Yesterday, we had to restart TEST 9 because of a bug in churn handling that ended up taking all the nodes offline.
SAFE API Docs
Today we are releasing the new SAFE API Docs website We agreed to use GitBook to build and host the API Docs. The source code of the API Docs is hosted on GitHub. Anyone can easily submit a pull request by forking this GitHub repository.
The API Docs currently cover SAFE Launcher API v0.5. The new low-level APIs haven’t been added to the API Docs yet, since they are part of SAFE Launcher API v0.6, which is not ready yet. Krishna is working on a pull request to update RFC 42 – SAFE Launcher API v0.6. We will start working on the next version of the API Docs (v0.6) once that pull request has been merged.
The implementation of the low-level APIs is being tested and will be followed up with bug fixes in the next couple of days. We also fixed a few UI bugs and improved the packaging process. CI suite has been integrated, we just need to test on Windows too. The unit tests are back and functioning (the Authorization, NFS and DNS APIs are covered by the tests).
We are currently working on integrating the SAFE Beaker Browser with the APIs required for the next example app. We are aiming to release the second Dev Tutorial next week
We are currently involved in 3 active topics on the Dev Forum:
- Proposed changes in NFS
- Multisig Revamp for StructuredData/AppendableData
- Transparency or opacity of SD modifications
We welcome developers to voice their concerns and get involved in the discussions.
We have looked into the discussions so far and are now in the position to evaluate the merits of all the proposed approaches and community feedback put together. We will soon post a summary in each of the 3 topics. These discussions have had nice amount of details and involvement and have been helpful in allowing us to better understand the requirements.
Apart from the changes in directory structure and versioning and others as discussed in those topics, we are also looking into an async-refactor of
A few newer APIs wanted by Launcher, like ownership assertion, version field exposure etc. have been added too.
Routing & Vault
We are currently discussing and writing several RFCs. Andreas is going on vacation for 2 weeks starting this Wednesday, so we are trying to make as many decisions as possible before he leaves. We also have two new team members joining soon, and are making plans for onboarding them. That is why the disjoint groups implementation has been paused in the past few days, and will continue later this week.
With the new RFCs we will try to answer in as much detail as possible the remaining big questions for routing and vault. Even if the implementation of some of them is still a long way away, we want to make sure that we are moving in the right direction and avoid writing code that is going to be rewritten later again.
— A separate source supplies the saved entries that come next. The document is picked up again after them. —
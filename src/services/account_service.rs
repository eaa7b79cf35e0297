use sha2::{Digest, Sha256};
use sqlx::PgPool;

use crate::database::models::PublicUser;
use crate::error::ApiError;

pub struct AccountService {
    pool: PgPool,
}

impl AccountService {
    pub fn new(pool: PgPool) -> Self {
        Self { pool }
    }

    /// Create a user row keyed by email. The email doubles as the stored
    /// login identifier.
    ///
    /// Uniqueness rides on the store's UNIQUE constraint: one insert, with a
    /// unique-violation mapped to the conflict error, so concurrent signups
    /// for the same email cannot double-insert.
    pub async fn signup(
        &self,
        email: &str,
        password: &str,
        full_name: &str,
    ) -> Result<PublicUser, ApiError> {
        if !is_valid_email(email) {
            return Err(ApiError::validation("Invalid email format"));
        }

        let result = sqlx::query_as::<_, PublicUser>(
            "INSERT INTO users (login_id, email, password, full_name) \
             VALUES ($1, $2, $3, $4) \
             RETURNING id, login_id, email, full_name",
        )
        .bind(email)
        .bind(email)
        .bind(hash_password(password))
        .bind(full_name)
        .fetch_one(&self.pool)
        .await;

        match result {
            Ok(user) => Ok(user),
            Err(sqlx::Error::Database(db)) if db.code().as_deref() == Some("23505") => {
                Err(ApiError::conflict("An account with this email already exists"))
            }
            Err(other) => Err(other.into()),
        }
    }

    /// Look up a user by exact email + password-digest match. Unknown email
    /// and wrong password are indistinguishable to the caller.
    pub async fn login(&self, email: &str, password: &str) -> Result<PublicUser, ApiError> {
        let user = sqlx::query_as::<_, PublicUser>(
            "SELECT id, login_id, email, full_name FROM users \
             WHERE email = $1 AND password = $2",
        )
        .bind(email)
        .bind(hash_password(password))
        .fetch_optional(&self.pool)
        .await?;

        user.ok_or_else(|| ApiError::auth("Invalid email or password"))
    }
}

/// `local@domain.tld`-shaped check. Deliberately not RFC-exhaustive: one `@`,
/// a non-empty local part, and a dotted domain with non-empty labels around
/// the last dot.
pub fn is_valid_email(email: &str) -> bool {
    if email.chars().any(|c| c.is_whitespace()) {
        return false;
    }
    let Some((local, domain)) = email.split_once('@') else {
        return false;
    };
    if local.is_empty() || domain.contains('@') {
        return false;
    }
    match domain.rsplit_once('.') {
        Some((host, tld)) => !host.is_empty() && !tld.is_empty(),
        None => false,
    }
}

/// Passwords are stored as SHA-256 hex digests, never as the raw text. The
/// login comparison runs in the store against fixed-length digest text.
fn hash_password(password: &str) -> String {
    let mut hasher = Sha256::new();
    hasher.update(password.as_bytes());
    format!("{:x}", hasher.finalize())
}

#[cfg(test)]
mod tests {
    use super::*;

    #[test]
    fn accepts_plain_addresses() {
        assert!(is_valid_email("user@example.com"));
        assert!(is_valid_email("a.b+c@sub.example.co"));
    }

    #[test]
    fn rejects_malformed_addresses() {
        for email in [
            "not-an-email",
            "",
            "@example.com",
            "user@",
            "user@domain",
            "user@@example.com",
            "user name@example.com",
            "user@.com",
            "user@host.",
        ] {
            assert!(!is_valid_email(email), "should reject: {email:?}");
        }
    }

    #[test]
    fn password_digest_is_stable_hex() {
        let digest = hash_password("x");
        assert_eq!(digest, hash_password("x"));
        assert_eq!(digest.len(), 64);
        assert!(digest.chars().all(|c| c.is_ascii_hexdigit()));
        assert_ne!(digest, hash_password("y"));
    }
}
Some of the ideas are:
Merkle tree of node keys: Periodically compute a hash of all nodes in the network which allows every node to prove its identity to any other node in the network and avoids the slowdown for group messages that comes with the original Disjoint Groups RFC.
Node monitoring: Neighbouring groups evaluate the performance of nodes in terms of bandwidth and verify that the right messages were sent, so that we can detect and ban malfunctioning and slow nodes.
Profiling joining nodes: Qi is working on measuring the bandwidth, CPU and storage of a new node before it joins the network. This is an alternative to RFC 44 – Relay Nodes and it’s probably simpler to implement.
Data node names: Fraser is exploring ways to give two names to each node, one as a data holder and one as a group member that votes in consensus decisions. That is a prerequisite for relocating nodes periodically without causing all the data to be relocated, too – an approach that will likely be necessary to prevent a particular type of Sybil attack on the network.
Recovery from broken groups: The network needs to be prepared for the extreme case of complete groups of nodes breaking (i.e. enough of them malfunction to prevent consensus). In such a case, the surrounding groups will recover the data – which should be possible even if only one functional node remains – and remove the broken group.
All these RFCs have required a lot of discussions in the last few days (several hangouts with up to 9 of us happening and several of these are lasting over 4-6 hours). We are doing a lot of upfront work (designing & reviewing RFCs) prior to working on the implementations (the easier part ).